Management Thoughts - Teams
How to create a superorganism at work
Team building seems (to me) to be more about leadership than management. You aren’t allocating resources, you are exemplifying values. You aren’t teaching, you are organizing experts. If managing a person is gardening, building a team is tending the whole garden, deciding which plants belong next to which so that the bed thrives as a thing larger than its plants. The dream is a superorganism: a group that, like an ant colony or a body, does things no single member could, and starts to defend and repair itself without being told to.
You don’t assemble a superorganism by writing a process doc. You grow the connective tissue (trust, shared meaning, a thousand tiny shared references) and the cooperation rides on top of it. Most of this is cheap, and most of it gets quietly skipped, especially now that so many of us are scattered across timezones and little rectangles on a screen. A few of the tactics I reach for (some of them specifically for a remote world):
- Curious questions.

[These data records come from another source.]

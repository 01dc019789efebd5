//! Coarse script filters applied before classification
//!
//! These work on disassembled mnemonics only; payloads are ignored.

use tracing::info;

use crate::normalize::{is_small_int_push, strip_payload};
use crate::types::ProcessedCandidate;

const LOCKTIME_OPS: [&str; 2] = ["OP_CHECKLOCKTIMEVERIFY", "OP_CHECKSEQUENCEVERIFY"];
const HASH_OPS: [&str; 5] = ["OP_RIPEMD160", "OP_SHA1", "OP_SHA256", "OP_HASH160", "OP_HASH256"];
const EQUALITY_OPS: [&str; 2] = ["OP_EQUAL", "OP_EQUALVERIFY"];
const SIGNATURE_OPS: [&str; 2] = ["OP_CHECKSIG", "OP_CHECKSIGVERIFY"];

fn mnemonics(ops: &[String]) -> impl Iterator<Item = &str> {
    ops.iter().map(|op| strip_payload(op))
}

fn contains_any(ops: &[String], wanted: &[&str]) -> bool {
    mnemonics(ops).any(|m| wanted.contains(&m))
}

/// Pay-to-pubkey: `<pubkey> OP_CHECKSIG`
pub fn is_pay_to_pubkey(ops: &[String]) -> bool {
    let m: Vec<&str> = mnemonics(ops).collect();
    matches!(m.as_slice(), ["OP_DATA_33" | "OP_DATA_65", "OP_CHECKSIG"])
}

/// Pay-to-pubkey-hash: `OP_DUP OP_HASH160 <20 bytes> OP_EQUALVERIFY OP_CHECKSIG`
pub fn is_pay_to_pubkey_hash(ops: &[String]) -> bool {
    let m: Vec<&str> = mnemonics(ops).collect();
    matches!(
        m.as_slice(),
        ["OP_DUP", "OP_HASH160", "OP_DATA_20", "OP_EQUALVERIFY", "OP_CHECKSIG"]
    )
}

/// Bare multisig: `OP_m <pubkey>... OP_n OP_CHECKMULTISIG`
pub fn is_multisig(ops: &[String]) -> bool {
    let m: Vec<&str> = mnemonics(ops).collect();
    match m.as_slice() {
        [required, keys @ .., total, "OP_CHECKMULTISIG"] => {
            is_small_int_push(required)
                && is_small_int_push(total)
                && !keys.is_empty()
                && keys.iter().all(|k| matches!(*k, "OP_DATA_33" | "OP_DATA_65"))
        }
        _ => false,
    }
}

/// Null data: `OP_RETURN ...`
pub fn is_null_data(ops: &[String]) -> bool {
    mnemonics(ops).next() == Some("OP_RETURN")
}

/// Any of the standard output script shapes
pub fn is_standard_script(ops: &[String]) -> bool {
    is_pay_to_pubkey(ops) || is_pay_to_pubkey_hash(ops) || is_multisig(ops) || is_null_data(ops)
}

/// Detection rule of the block scanner: a non-standard script combining a
/// locktime check with a hash opcode
pub fn has_timelock_and_hashlock(ops: &[String]) -> bool {
    !is_standard_script(ops) && contains_any(ops, &LOCKTIME_OPS) && contains_any(ops, &HASH_OPS)
}

/// Coarse HTLC shape: an equality check, a branch and a signature check
pub fn is_htlc_shaped(ops: &[String]) -> bool {
    contains_any(ops, &EQUALITY_OPS)
        && mnemonics(ops).any(|m| m == "OP_IF")
        && contains_any(ops, &SIGNATURE_OPS)
}

/// Which shape test a filter pass applies
#[derive(Debug, Clone, Copy, Default, PartialEq, Eq)]
pub enum FilterRule {
    /// [`is_htlc_shaped`]: equality check, branch and signature check
    #[default]
    HtlcShape,
    /// [`has_timelock_and_hashlock`]: the block scanner's detection rule
    TimelockHashlock,
}

impl FilterRule {
    pub fn accepts(&self, ops: &[String]) -> bool {
        match self {
            FilterRule::HtlcShape => is_htlc_shaped(ops),
            FilterRule::TimelockHashlock => has_timelock_and_hashlock(ops),
        }
    }
}

/// Keep the candidates of a batch accepted by `rule`, in order
pub fn filter_candidates(
    candidates: Vec<ProcessedCandidate>,
    rule: FilterRule,
) -> Vec<ProcessedCandidate> {
    let total = candidates.len();
    let kept: Vec<ProcessedCandidate> = candidates
        .into_iter()
        .filter(|pc| rule.accepts(&pc.ops))
        .collect();
    info!(?rule, "filter kept {} of {} candidates", kept.len(), total);
    kept
}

Be interested, not just interesting. The fastest way to bind a team is for people to feel genuinely seen, and that costs nothing but the patience to ask a second question and actually listen to the answer.

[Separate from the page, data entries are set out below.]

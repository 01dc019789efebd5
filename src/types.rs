//! Core record types for HTLC classification, extraction and swap correlation

use serde::{Deserialize, Serialize};
use std::fmt;
use std::str::FromStr;

use crate::constants::*;
use crate::error::AnalysisError;

/// Block height type
pub type Height = i64;

/// Ledgers scanned for HTLC scripts
#[derive(Debug, Clone, Copy, PartialEq, Eq, Hash, PartialOrd, Ord, Serialize, Deserialize)]
#[serde(rename_all = "lowercase")]
pub enum Chain {
    Btc,
    Ltc,
    Bch,
    Dcr,
}

impl Chain {
    /// All supported ledgers in their canonical pairing order
    pub const ALL: [Chain; 4] = [Chain::Btc, Chain::Ltc, Chain::Bch, Chain::Dcr];

    /// Lowercase identifier used in extracted records and file names
    pub fn id(&self) -> &'static str {
        match self {
            Chain::Btc => "btc",
            Chain::Ltc => "ltc",
            Chain::Bch => "bch",
            Chain::Dcr => "dcr",
        }
    }

    /// Upper-case ticker used in swap pairs
    pub fn ticker(&self) -> &'static str {
        match self {
            Chain::Btc => "BTC",
            Chain::Ltc => "LTC",
            Chain::Bch => "BCH",
            Chain::Dcr => "DCR",
        }
    }

    /// Whether this ledger renumbers the single-round hash opcode.
    ///
    /// Decred put OP_BLAKE256 where OP_SHA256 normally sits and moved SHA-256
    /// to the OP_UNKNOWN192 slot.
    pub fn remaps_hash_opcodes(&self) -> bool {
        matches!(self, Chain::Dcr)
    }
}

impl fmt::Display for Chain {
    fn fmt(&self, f: &mut fmt::Formatter<'_>) -> fmt::Result {
        f.write_str(self.ticker())
    }
}

impl FromStr for Chain {
    type Err = AnalysisError;

    fn from_str(s: &str) -> Result<Self, Self::Err> {
        match s.to_ascii_lowercase().as_str() {
            "btc" => Ok(Chain::Btc),
            "ltc" => Ok(Chain::Ltc),
            "bch" => Ok(Chain::Bch),
            "dcr" => Ok(Chain::Dcr),
            other => Err(AnalysisError::InvalidConfig(format!("unknown chain '{}'", other))),
        }
    }
}

/// Serialises a [`Chain`] as its upper-case ticker (`"BTC"`)
pub mod ticker {
    use super::Chain;
    use serde::{Deserialize, Deserializer, Serializer};

    pub fn serialize<S: Serializer>(chain: &Chain, serializer: S) -> Result<S::Ok, S::Error> {
        serializer.serialize_str(chain.ticker())
    }

    pub fn deserialize<'de, D: Deserializer<'de>>(deserializer: D) -> Result<Chain, D::Error> {
        let raw = String::deserialize(deserializer)?;
        raw.parse().map_err(serde::de::Error::custom)
    }
}

/// Candidate: one spending input whose redeem script looks like an HTLC
#[derive(Debug, Clone, PartialEq, Serialize, Deserialize)]
pub struct Candidate {
    pub block: Height,
    pub timestamp: String,
    pub transaction: String,
    pub input_tx: String,
    pub input_value: f64,
    /// Execution trace; the last element is the redeem script hex
    pub asm: Vec<String>,
}

/// ProcessedCandidate: 𝒫𝒞 = 𝒞 × 𝒪𝓅*
#[derive(Debug, Clone, PartialEq, Serialize, Deserialize)]
pub struct ProcessedCandidate {
    #[serde(flatten)]
    pub candidate: Candidate,
    /// Disassembled redeem script, `MNEMONIC` or `MNEMONIC payloadhex`
    pub ops: Vec<String>,
}

/// A type catalog entry: a name plus the normalized signature defining it
#[derive(Debug, Clone, PartialEq, Eq, Serialize, Deserialize)]
pub struct HtlcType {
    pub name: String,
    pub ops: Vec<String>,
}

/// Curated field positions for one type, indices into its ops
#[derive(Debug, Clone, PartialEq, Eq, Serialize, Deserialize)]
pub struct FieldTemplate {
    pub name: String,
    pub length: usize,
    pub secrethash_pos: Vec<usize>,
    pub locktime_pos: usize,
    pub public_keys1_pos: Vec<usize>,
    pub public_key2_pos: usize,
    pub ops: Vec<String>,
}

/// ExtractedHTLC: the economically meaningful fields of one classified script
#[derive(Debug, Clone, PartialEq, Serialize, Deserialize)]
pub struct ExtractedHtlc {
    pub chain: Chain,
    pub block: Height,
    pub timestamp: String,
    pub transaction: String,
    pub input_tx: String,
    pub input_value: f64,
    #[serde(rename = "type")]
    pub type_name: String,
    pub timelock: String,
    pub pub_key_hashes1: Vec<String>,
    pub pub_key_hash2: String,
    pub secrets: Vec<String>,
    pub secret_hashes: Vec<String>,
}

impl ExtractedHtlc {
    /// True if at least one preimage was revealed
    pub fn reveals_secret(&self) -> bool {
        self.secrets.iter().any(|s| s != ABSENT_SECRET)
    }
}

/// Two HTLCs on different ledgers locked to the same secret hash(es)
#[derive(Debug, Clone, PartialEq, Serialize, Deserialize)]
pub struct AtomicSwapPair {
    #[serde(with = "ticker")]
    pub chain1: Chain,
    #[serde(rename = "HTLC1")]
    pub htlc1: ExtractedHtlc,
    #[serde(with = "ticker")]
    pub chain2: Chain,
    #[serde(rename = "HTLC2")]
    pub htlc2: ExtractedHtlc,
}

/// The extracted records of one ledger, in discovery order
#[derive(Debug, Clone, PartialEq)]
pub struct LedgerRecords {
    pub chain: Chain,
    pub htlcs: Vec<ExtractedHtlc>,
}

impl LedgerRecords {
    pub fn new(chain: Chain, htlcs: Vec<ExtractedHtlc>) -> Self {
        Self { chain, htlcs }
    }
}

- Inspirational memes. Meme in the original Dawkins sense as much as the funny-picture sense, a unit of culture that replicates. The little phrase that becomes shorthand, the screenshot that gets pinned, a value compressed into something that travels on its own.
- Common meaning. A team needs a shared answer to “why are we doing this?” that survives a bad week. Without it you have coworkers, with it you have a crew.

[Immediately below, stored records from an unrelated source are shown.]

//! Tests for template-driven extraction and per-type secret rules

use htlc_swaps::normalize::normalize_ops;
use htlc_swaps::*;
use ripemd::Ripemd160;
use sha2::{Digest, Sha256};

fn hash160(data: &[u8]) -> String {
    hex::encode(Ripemd160::digest(Sha256::digest(data)))
}

fn strings(items: &[&str]) -> Vec<String> {
    items.iter().map(|s| s.to_string()).collect()
}

fn processed(ops: Vec<String>, asm: Vec<String>) -> ProcessedCandidate {
    ProcessedCandidate {
        candidate: Candidate {
            block: 1_200_000,
            timestamp: "2019-06-01 10:00:00 +0000 UTC".to_string(),
            transaction: "spend".to_string(),
            input_tx: "fund".to_string(),
            input_value: 3.0,
            asm,
        },
        ops,
    }
}

fn template_for(
    name: &str,
    raw: &[String],
    secrethash_pos: Vec<usize>,
    locktime_pos: usize,
    pk1: Vec<usize>,
    pk2: usize,
) -> FieldTemplate {
    let ops = normalize_ops(raw, Chain::Btc);
    FieldTemplate {
        name: name.to_string(),
        length: ops.len(),
        secrethash_pos,
        locktime_pos,
        public_keys1_pos: pk1,
        public_key2_pos: pk2,
        ops,
    }
}

/// Six-op script: OP_HASH160 <h> OP_EQUALVERIFY <pk> OP_CHECKSIG with a locktime push
fn six_ops(secret_hash: &str) -> Vec<String> {
    vec![
        "OP_HASH160".to_string(),
        format!("OP_DATA_20 {}", secret_hash),
        "OP_EQUALVERIFY".to_string(),
        "OP_DATA_33 02pk".to_string(),
        "OP_4".to_string(),
        "OP_CHECKSIG".to_string(),
    ]
}

#[test]
fn test_length_mismatch_is_dropped_and_run_continues() {
    let analyzer = SwapAnalyzer::new();
    let raw6 = six_ops(&hash160(b"s"));
    let templates = TemplateCatalog::new(vec![template_for("Type2", &raw6, vec![1], 4, vec![3], 3)]).unwrap();

    let mut raw7 = raw6.clone();
    raw7.push("OP_DROP".to_string());

    let seven = processed(raw7, strings(&["sig", "secret", "script"]));
    let six = processed(raw6, strings(&["sig", "secret", "script"]));

    assert!(matches!(
        analyzer.extract(&seven, &templates, Chain::Btc),
        Err(AnalysisError::NoMatchingTemplate(_))
    ));

    let htlcs = analyzer.extract_batch(&[seven, six], &templates, Chain::Btc).unwrap();
    assert_eq!(htlcs.len(), 1);
    assert_eq!(htlcs[0].timelock, "4");
    // Type2: secret always two from the end
    assert_eq!(htlcs[0].secrets, vec!["secret"]);
    assert_eq!(htlcs[0].secret_hashes, vec![hash160(b"s")]);
}

#[test]
fn test_extraction_requires_exact_signature() {
    let analyzer = SwapAnalyzer::new();
    let raw = six_ops("aa");
    let templates = TemplateCatalog::new(vec![template_for("Type2", &raw, vec![1], 4, vec![3], 3)]).unwrap();

    // Same length, one opcode differs
    let mut altered = raw.clone();
    altered[5] = "OP_CHECKSIGVERIFY".to_string();
    let result = analyzer.extract(&processed(altered, strings(&["a", "b", "c"])), &templates, Chain::Btc);
    assert!(matches!(result, Err(AnalysisError::NoMatchingTemplate(_))));
}

#[test]
fn test_decred_candidate_uses_bitcoin_template() {
    let analyzer = SwapAnalyzer::new();
    let btc_raw = vec![
        "OP_IF".to_string(),
        "OP_SHA256".to_string(),
        "OP_DATA_32 77".to_string(),
        "OP_EQUALVERIFY".to_string(),
        "OP_DATA_33 02aa".to_string(),
        "OP_ELSE".to_string(),
        "OP_DATA_3 a08601".to_string(),
        "OP_CHECKLOCKTIMEVERIFY".to_string(),
        "OP_DROP".to_string(),
        "OP_DATA_33 03bb".to_string(),
        "OP_ENDIF".to_string(),
        "OP_CHECKSIG".to_string(),
    ];
    let templates = TemplateCatalog::new(vec![template_for("Type3a", &btc_raw, vec![2], 6, vec![4], 9)]).unwrap();

    let mut dcr_raw = btc_raw.clone();
    dcr_raw[1] = "OP_UNKNOWN192".to_string();
    let claim = processed(dcr_raw.clone(), strings(&["sig", "preimage", "1", "script"]));
    let htlc = analyzer.extract(&claim, &templates, Chain::Dcr).unwrap();

    assert_eq!(htlc.chain, Chain::Dcr);
    assert_eq!(htlc.type_name, "Type3a");
    assert_eq!(htlc.timelock, "a08601");
    assert_eq!(htlc.pub_key_hashes1, vec!["02aa"]);
    assert_eq!(htlc.pub_key_hash2, "03bb");
    assert_eq!(htlc.secrets, vec!["preimage"]);

    // On Decred, OP_SHA256 is BLAKE-256 and no longer matches
    let blake = processed(btc_raw, strings(&["sig", "preimage", "1", "script"]));
    assert!(analyzer.extract(&blake, &templates, Chain::Dcr).is_err());
}

#[test]
fn test_secret_sentinel_consistency_for_every_rule() {
    let rules = SecretRuleTable::default();
    let names = [
        "Type1a", "Type1b", "Type2", "Type3a", "Type3b", "Type3c", "Type4", "Type5a", "Type5b",
        "Type6a", "Type6b", "Type7", "Type8a", "Type8b", "Type9a", "Type9b", "Type10a", "Type10b",
        "Type11", "Type12", "Type13", "Type14", "Type15", "Type16", "Type17", "Type18", "Type19a",
        "Type19b", "Type19c", "Type20",
    ];

    for name in names {
        let rule = rules.get(name).unwrap_or_else(|| panic!("{} missing", name));

        for selector in ["0", "1"] {
            let mut trace: Vec<String> = (0..20).map(|i| format!("item{}", i)).collect();
            trace.push(selector.to_string());
            trace.push("script".to_string());

            let secrets = rule.locate(&trace).unwrap();
            assert_eq!(secrets.len(), rule.slots(), "{}", name);

            let all_absent = secrets.iter().all(|s| s == ABSENT_SECRET);
            let any_absent = secrets.iter().any(|s| s == ABSENT_SECRET);
            match rule {
                SecretRule::Fixed { .. } => assert!(!any_absent, "{}", name),
                SecretRule::Conditional { when, .. } | SecretRule::Ranged { when } => {
                    if when.holds(selector) {
                        assert!(!any_absent, "{} selector {}", name, selector);
                    } else {
                        assert!(all_absent, "{} selector {}", name, selector);
                    }
                }
            }
        }
    }
}

#[test]
fn test_ranged_type_extracts_fifteen_ordered_secrets() {
    let analyzer = SwapAnalyzer::new();
    let raw: Vec<String> = (0..15)
        .map(|i| format!("OP_DATA_20 {}", hash160(&[i as u8])))
        .chain(
            ["OP_IF", "OP_CHECKSIG", "OP_ELSE", "OP_DATA_2 9000", "OP_CHECKSEQUENCEVERIFY", "OP_ENDIF"]
                .iter()
                .map(|s| s.to_string()),
        )
        .collect();
    let templates = TemplateCatalog::new(vec![template_for("Type8a", &raw, (0..15).collect(), 18, vec![], 16)]).unwrap();

    // Preimages pushed so position 15 holds the first and position 1 the last
    let mut asm = vec!["sig".to_string()];
    asm.extend((1..=15).map(|i| format!("preimage{:02}", 16 - i)));
    asm.push("01".to_string());
    asm.push("script".to_string());

    let htlc = analyzer.extract(&processed(raw.clone(), asm), &templates, Chain::Ltc).unwrap();
    assert_eq!(htlc.secret_hashes.len(), 15);
    assert_eq!(htlc.secrets.len(), 15);
    assert_eq!(htlc.secrets[0], "preimage01");
    assert_eq!(htlc.secrets[14], "preimage15");
    assert_eq!(htlc.timelock, "9000");
}

#[test]
fn test_custom_rule_table() {
    let mut rules = SecretRuleTable::empty();
    rules.insert("Custom", SecretRule::Conditional { offset: 4, when: BranchCondition::SelectorZero });
    let analyzer = SwapAnalyzer::new().with_rules(rules);

    let raw = six_ops("aa");
    let templates = TemplateCatalog::new(vec![template_for("Custom", &raw, vec![1], 4, vec![3], 3)]).unwrap();

    let refund = processed(raw.clone(), strings(&["x", "sig", "pk", "1", "script"]));
    let htlc = analyzer.extract(&refund, &templates, Chain::Bch).unwrap();
    assert_eq!(htlc.secrets, vec![ABSENT_SECRET]);

    let claim = processed(raw, strings(&["x", "secret", "pk", "0", "script"]));
    let htlc = analyzer.extract(&claim, &templates, Chain::Bch).unwrap();
    assert_eq!(htlc.secrets, vec!["secret"]);
}

#[test]
fn test_extracted_record_json_shape() {
    let analyzer = SwapAnalyzer::new();
    let raw = six_ops("abcd");
    let templates = TemplateCatalog::new(vec![template_for("Type4", &raw, vec![1], 4, vec![3], 3)]).unwrap();
    let htlc = analyzer
        .extract(&processed(raw, strings(&["sig", "s", "script"])), &templates, Chain::Ltc)
        .unwrap();

    let value = serde_json::to_value(&htlc).unwrap();
    for key in [
        "chain", "block", "timestamp", "transaction", "input_tx", "input_value", "type",
        "timelock", "pub_key_hashes1", "pub_key_hash2", "secrets", "secret_hashes",
    ] {
        assert!(value.get(key).is_some(), "missing {}", key);
    }
    assert_eq!(value["chain"], "ltc");
    assert_eq!(value["type"], "Type4");
}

- Watercooler chats. The unstructured, off-topic, low-stakes talk that an office gives you for free and remote work silently deletes. It looks like a waste of time until you notice it was where the trust had quietly been growing.
- Scheduled together-downtime. Fun and games, on the calendar, unapologetically. Play is how social mammals say “you’re safe with me”, and it doesn’t happen by accident when nobody shares a room.
- Scheduled async sharing. For the distributed world, a deliberate ritual of showing your work and your week, so people stay on the same page across time as well as space.
- Rituals and running jokes. The inside joke does more work than it gets credit for. Rituals mark time and belonging, running jokes are proof of a shared history, and both are about the cheapest culture you can get.
None of this shows up cleanly on a dashboard, which is probably why it gets neglected. But a team is a living thing, and living things are mostly made of the connections you can’t see.